- [Exercise description]
Among the entries below, count the lines containing the string "include". Only the count is needed.

- [Saved data entries]
══════════
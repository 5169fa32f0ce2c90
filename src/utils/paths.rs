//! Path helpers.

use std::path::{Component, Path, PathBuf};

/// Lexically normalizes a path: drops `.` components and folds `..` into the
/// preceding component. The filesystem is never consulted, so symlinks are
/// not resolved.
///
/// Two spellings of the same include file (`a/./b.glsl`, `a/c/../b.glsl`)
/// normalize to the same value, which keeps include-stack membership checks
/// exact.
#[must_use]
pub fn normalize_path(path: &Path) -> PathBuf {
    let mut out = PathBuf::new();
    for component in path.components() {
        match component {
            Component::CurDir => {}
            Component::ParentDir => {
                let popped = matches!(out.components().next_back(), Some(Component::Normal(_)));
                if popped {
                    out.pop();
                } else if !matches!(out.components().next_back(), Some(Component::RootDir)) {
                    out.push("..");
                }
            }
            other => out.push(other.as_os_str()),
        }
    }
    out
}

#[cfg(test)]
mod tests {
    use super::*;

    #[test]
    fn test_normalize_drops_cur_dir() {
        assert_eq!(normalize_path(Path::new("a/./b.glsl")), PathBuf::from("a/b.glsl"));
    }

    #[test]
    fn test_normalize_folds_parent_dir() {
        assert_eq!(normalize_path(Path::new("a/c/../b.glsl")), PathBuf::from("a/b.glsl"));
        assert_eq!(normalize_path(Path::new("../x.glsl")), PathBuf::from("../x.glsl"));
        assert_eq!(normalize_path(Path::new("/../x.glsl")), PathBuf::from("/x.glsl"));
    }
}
══════════
- [Your solution]
2